→ WHAT IS BEING ASKED
Below are lines of data; give the number of them that contain "endpoint", and only that.

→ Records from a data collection
......

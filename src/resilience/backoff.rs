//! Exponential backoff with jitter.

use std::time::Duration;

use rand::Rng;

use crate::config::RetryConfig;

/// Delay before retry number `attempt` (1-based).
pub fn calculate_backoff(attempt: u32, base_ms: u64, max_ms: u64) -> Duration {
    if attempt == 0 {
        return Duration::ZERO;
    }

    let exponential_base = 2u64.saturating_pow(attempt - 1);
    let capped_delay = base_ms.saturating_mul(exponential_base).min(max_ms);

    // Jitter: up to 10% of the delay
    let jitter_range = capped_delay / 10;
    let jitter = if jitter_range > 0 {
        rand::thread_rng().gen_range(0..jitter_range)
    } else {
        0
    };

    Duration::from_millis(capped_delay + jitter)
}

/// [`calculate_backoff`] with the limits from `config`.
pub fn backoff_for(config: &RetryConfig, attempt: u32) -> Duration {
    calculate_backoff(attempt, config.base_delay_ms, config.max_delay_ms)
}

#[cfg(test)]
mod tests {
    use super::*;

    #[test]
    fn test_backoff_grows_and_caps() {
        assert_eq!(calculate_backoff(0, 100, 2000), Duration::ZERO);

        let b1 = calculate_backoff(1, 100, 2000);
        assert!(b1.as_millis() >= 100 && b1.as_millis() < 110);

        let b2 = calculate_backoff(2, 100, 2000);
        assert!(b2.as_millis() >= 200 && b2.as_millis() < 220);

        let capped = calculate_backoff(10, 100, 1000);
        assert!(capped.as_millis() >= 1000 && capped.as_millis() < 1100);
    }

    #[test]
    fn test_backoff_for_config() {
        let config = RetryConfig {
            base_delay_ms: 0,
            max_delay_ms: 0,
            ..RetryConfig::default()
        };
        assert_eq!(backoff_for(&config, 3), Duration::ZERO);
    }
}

......

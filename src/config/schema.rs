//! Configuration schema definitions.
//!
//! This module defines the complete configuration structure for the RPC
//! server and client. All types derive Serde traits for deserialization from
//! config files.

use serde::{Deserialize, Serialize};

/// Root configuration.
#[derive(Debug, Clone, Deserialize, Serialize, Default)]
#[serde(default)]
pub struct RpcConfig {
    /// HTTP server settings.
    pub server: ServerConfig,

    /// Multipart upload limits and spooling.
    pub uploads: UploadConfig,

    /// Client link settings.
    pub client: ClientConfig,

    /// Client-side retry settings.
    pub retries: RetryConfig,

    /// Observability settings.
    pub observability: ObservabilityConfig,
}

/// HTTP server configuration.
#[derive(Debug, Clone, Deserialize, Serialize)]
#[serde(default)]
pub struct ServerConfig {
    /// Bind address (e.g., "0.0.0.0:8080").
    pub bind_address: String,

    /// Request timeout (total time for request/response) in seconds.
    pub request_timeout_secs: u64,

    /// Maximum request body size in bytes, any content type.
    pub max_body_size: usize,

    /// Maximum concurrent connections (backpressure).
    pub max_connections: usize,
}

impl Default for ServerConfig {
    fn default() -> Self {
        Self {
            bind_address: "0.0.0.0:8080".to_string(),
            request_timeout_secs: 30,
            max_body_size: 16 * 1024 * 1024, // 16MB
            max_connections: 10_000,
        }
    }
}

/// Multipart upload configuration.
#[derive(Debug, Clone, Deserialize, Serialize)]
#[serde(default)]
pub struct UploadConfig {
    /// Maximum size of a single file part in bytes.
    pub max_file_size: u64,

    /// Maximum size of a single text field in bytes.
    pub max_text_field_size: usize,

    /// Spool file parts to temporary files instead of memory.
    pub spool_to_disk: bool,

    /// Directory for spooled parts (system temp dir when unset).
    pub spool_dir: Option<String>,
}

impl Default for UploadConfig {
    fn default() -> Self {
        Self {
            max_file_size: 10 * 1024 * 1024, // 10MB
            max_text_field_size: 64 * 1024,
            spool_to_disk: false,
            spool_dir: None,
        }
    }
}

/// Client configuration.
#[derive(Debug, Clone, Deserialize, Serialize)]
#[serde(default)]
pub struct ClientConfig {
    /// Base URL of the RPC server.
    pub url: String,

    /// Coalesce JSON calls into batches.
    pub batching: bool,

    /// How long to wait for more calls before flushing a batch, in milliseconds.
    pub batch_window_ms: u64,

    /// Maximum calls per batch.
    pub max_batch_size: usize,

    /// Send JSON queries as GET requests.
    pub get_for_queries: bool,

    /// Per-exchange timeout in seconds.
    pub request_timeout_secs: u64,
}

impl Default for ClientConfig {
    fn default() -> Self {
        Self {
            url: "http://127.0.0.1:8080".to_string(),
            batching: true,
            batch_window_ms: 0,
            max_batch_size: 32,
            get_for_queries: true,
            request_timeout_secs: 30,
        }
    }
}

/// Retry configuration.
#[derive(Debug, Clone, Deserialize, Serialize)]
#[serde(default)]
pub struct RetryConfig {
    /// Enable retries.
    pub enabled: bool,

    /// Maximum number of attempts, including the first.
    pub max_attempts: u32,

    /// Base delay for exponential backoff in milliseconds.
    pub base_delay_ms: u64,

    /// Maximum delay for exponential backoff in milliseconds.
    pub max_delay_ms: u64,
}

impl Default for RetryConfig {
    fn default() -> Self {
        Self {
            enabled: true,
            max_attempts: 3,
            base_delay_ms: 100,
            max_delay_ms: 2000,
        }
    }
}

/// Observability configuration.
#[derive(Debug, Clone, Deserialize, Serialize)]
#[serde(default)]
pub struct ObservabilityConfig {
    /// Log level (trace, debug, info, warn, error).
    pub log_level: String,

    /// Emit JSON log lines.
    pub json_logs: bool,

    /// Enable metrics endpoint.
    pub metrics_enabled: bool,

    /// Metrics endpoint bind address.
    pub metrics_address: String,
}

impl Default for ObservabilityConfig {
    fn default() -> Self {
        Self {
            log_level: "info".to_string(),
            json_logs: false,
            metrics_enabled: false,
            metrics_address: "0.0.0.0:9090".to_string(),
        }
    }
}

......

→ RESPONSE BOX
2